Fowler: Wiedziałem, że będzie wielki
Robbie Fowler wiedział, że pewien młody uczniak, który towarzyszył mu na treningach pierwszej drużyny the Citizens wyrośnie na wielkiego piłkarza. Mowa oczywiście o Danielu Sturridge’u, który w latach 2003–2006 znajdował się wraz z Fowlerem na liście płac klubu z Manchesteru.
Gdy „Bóg” był zajęty dostrzeganiem potencjału młodzika, nie przypuszczał, że ten wkrótce zasili jego były klub i zacznie wyrastać na ulubieńca the Kop.
Fowler strzelając 183 bramki dla Liverpoolu zawiesił poprzeczkę dla swoich następców niesamowicie wysoko, ale 19 bramek w 25 meczach, którymi na razie może się pochwalić Sturridge, wielu napawa optymizmem.
Czy były piłkarz Chelsea może marzyć o staniu się gwiazdą podobnej rangi co popularny wychowanek Liverpoolu?
– Oczywiście – powiedział Fowler w wywiadzie dla FourFourTwo. –Daniel zawsze był dobry.
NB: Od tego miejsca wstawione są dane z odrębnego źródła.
use std::collections::BTreeMap;

use serde_json::Value;

use super::command_registry::{
    CommandSpec, NO_ARG_COMMANDS, RAW_ARG_COMMANDS, SINGLE_PATH_COMMANDS,
};

#[derive(Debug, Clone, PartialEq)]
pub struct Intent {
    pub action: String,
    pub raw: String,
    pub message: Option<String>,
    pub command_args: BTreeMap<String, Value>,
}

impl Intent {
    fn new(action: &str, raw: &str) -> Self {
        Self {
            action: action.to_string(),
            raw: raw.to_string(),
            message: None,
            command_args: BTreeMap::new(),
        }
    }

    pub fn arg(&self, key: &str) -> Option<&str> {
        self.command_args
            .get(key)
            .and_then(Value::as_str)
            .map(str::trim)
            .filter(|value| !value.is_empty())
    }
}

fn find_action(command: &str, specs: &[CommandSpec]) -> Option<&'static str> {
    specs
        .iter()
        .find(|spec| spec.command == command)
        .map(|spec| spec.action)
}

fn parse_path_args(arg: &str) -> Vec<String> {
    if arg.trim().is_empty() {
        return Vec::new();
    }
    match shell_words::split(arg) {
        Ok(parts) => parts
            .into_iter()
            .filter(|value| !value.is_empty())
            .collect(),
        Err(_) => arg
            .split_whitespace()
            .map(str::to_string)
            .filter(|value| !value.is_empty())
            .collect(),
    }
}

fn parse_single_path_arg(arg: &str) -> String {
    let parts = parse_path_args(arg);
    match parts.len() {
        0 => String::new(),
        1 => parts[0].clone(),
        _ => parts.join(" "),
    }
}

/// Classifies one line of interactive input.
///
/// Blank lines are `noop`, `/command args` lines map through the command
/// tables, and anything else is a `message` carrying the untrimmed text.
pub fn parse_intent(text: &str) -> Intent {
    let raw_trimmed = text.trim();
    if raw_trimmed.is_empty() {
        return Intent::new("noop", text);
    }

    if let Some(slash_tail) = raw_trimmed.strip_prefix('/') {
        let command_len = slash_tail
            .chars()
            .take_while(|ch| ch.is_ascii_alphanumeric() || *ch == '_')
            .count();
        if command_len > 0 {
            let command = slash_tail[..command_len].to_ascii_lowercase();
            let arg = slash_tail[command_len..].trim();

            if let Some(action) = find_action(&command, RAW_ARG_COMMANDS) {
                let mut intent = Intent::new(action, text);
                intent
                    .command_args
                    .insert("value".to_string(), Value::String(arg.to_string()));
                return intent;
            }

            if let Some(action) = find_action(&command, SINGLE_PATH_COMMANDS) {
                let mut intent = Intent::new(action, text);
                intent.command_args.insert(
                    "path".to_string(),
                    Value::String(parse_single_path_arg(arg)),
                );
                return intent;
            }

            if let Some(action) = find_action(&command, NO_ARG_COMMANDS) {
                return Intent::new(action, text);
            }

            let mut intent = Intent::new("unknown", text);
            intent
                .command_args
                .insert("command".to_string(), Value::String(command));
            intent
                .command_args
                .insert("arg".to_string(), Value::String(arg.to_string()));
            return intent;
        }
    }

    let mut intent = Intent::new("message", text);
    intent.message = Some(text.trim_end_matches(['\n', '\r']).to_string());
    intent
}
Miałem to szczęście, że grałem z nim w City, gdy miał 15 lat i już widać było, że jest wielce utalentowany.
– Miał wszystkie potrzebne napastnikowi umiejętności, ale najbardziej imponowała jego pewność siebie. Wielu myliło to z arogancją, ale nie. Daniel na pewno nie był arogancki.
– W młodym wieku nie bał się zakładać siatek piłkarzom pokroju Sylvaina Distina. Kiedyś z nim rozmawiałem. Nie bał się w szatni nikogo, był bardzo otwarty.
– Ani dla City, ani dla Chelsea nie grał tyle, ile by chciał, ale odkąd zasilił Liverpool spisuje się świetnie. Nie wiem co mu bardziej pomogło, czy wiara Rodgersa, czy też transfer Coutinho, bo z Brazylijczykiem porozumiał się idealnie.
– Co jest jeszcze ważne, nie uczestniczył w okresie przygotowawczym i wyleczył kontuzję. Dlatego możemy się cieszyć jego grą.